In order to frame some key concepts of my research, I fine tunned some definitions of specific words, which are terms of art or have several vernacular nuances. The list below may grow or change as the discussion with colleagues and collaborators unfolds.


A smart artifact is a programmed agent that autonomously acts in the world by adapting its own structure while preserving its organization. Every smart artifact is designed with one or many program-of-actions. In doing so, its designer defines the artifact’s organization and structure. The structure of a smart artifact is twofold. First, its hardware, which is composed by a set of sensors and affordances that perceive both, the state of the artifact, and other social actors within its context. Its affordances afford or constrain its interaction with other actors. Second, its software, which is aimed to determine which are the most suitable actions that support the activity into which it is involved.


To mediate is to act in between two interacting parties. The difference between a media artifact and a mediating artifact is that the former just carries action, it does not transform the interaction between the parties. Whereas the latter actively impacts the flow of action by articulating new meanings into the interaction process.


An adaptive signifier is a cognitive affordance that represents in real time the current interaction of a social group. Its goal is to facilitate the members of such group to think or know about their activity flow. Its dynamic representations are intended to convey a fabricated meaning in its interpreters’ minds. Adaptive signifiers are instances of smart artifacts.

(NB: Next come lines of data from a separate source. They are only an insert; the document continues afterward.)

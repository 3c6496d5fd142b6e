//! The single conditional edge out of the classifier.

use std::fmt;

use crate::intent::Intent;
use crate::node::NodeName;

/// The branch taken after classification.
#[derive(Debug, Clone, Copy, PartialEq, Eq)]
pub enum Branch {
    Medical,
    General,
}

impl Branch {
    /// The first node on this branch.
    pub fn target(self) -> NodeName {
        match self {
            Self::Medical => NodeName::DocLoader,
            Self::General => NodeName::GeneralQuery,
        }
    }
}

impl fmt::Display for Branch {
    fn fmt(&self, f: &mut fmt::Formatter<'_>) -> fmt::Result {
        f.write_str(match self {
            Self::Medical => "medical",
            Self::General => "general",
        })
    }
}

pub fn route(intent: Intent) -> Branch {
    match intent {
        Intent::Medical => Branch::Medical,
        Intent::General => Branch::General,
    }
}

#[cfg(test)]
mod tests {
    use super::*;

    #[test]
    fn routes_each_intent_to_its_branch() {
        assert_eq!(route(Intent::Medical).target(), NodeName::DocLoader);
        assert_eq!(route(Intent::General).target(), NodeName::GeneralQuery);
        assert_eq!(route(Intent::General).to_string(), "general");
    }
}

Cooperation and collaboration

The definition of cooperation and collaboration are not unified across literature. Some authors define the action of working together as cooperation while others define it as collaboration. They usually overlap or are used as synonymous. To clarify in what sense I am using those words, I will provide my own definitions based on my observations of people interaction in my pilot experiments with mediating artifacts.

Collaboration is a coordinated social process in which two or more actors or collectives align their program-of-actions aiming to achieve similar goals. It is mutually presumed an altruistic interest to contribute to the achievement of each other’s goal.

For example, bees collaborate to build a beehive which host their offspring.

Cooperation is a coordinated social process in which two or more actors or collectives gear up their disparate program-of-actions pursuing their best possible outcome. Parties in a cooperative interaction have a symbiotic interaction because their success benefits one another.

For example, bees and flowers have a cooperative relationship because in the achievement of their individual goals, nutrition and pollination, both benefit from each other’s actions, even though bees and flowers have dissimilar goals.


Coordination is the mutual and timely fulfillment of expectations between social actors. Coordinated action allows individuals in the group to make plans based on the given circumstances and to expect actions from others accordingly. For instance, a dancer expects that his partner matches his movements in order to perform a dancing step.

Coordination can be elicited in cooperative or collaborative interaction. Agents naturally don’t look at how to coordinate but at how to accomplish their own goals. If the agents pursue disparate goals, the coordination process facilitate cooperation, whereas if the agents have aligned goals or a single collective goal, coordination facilitates collaboration.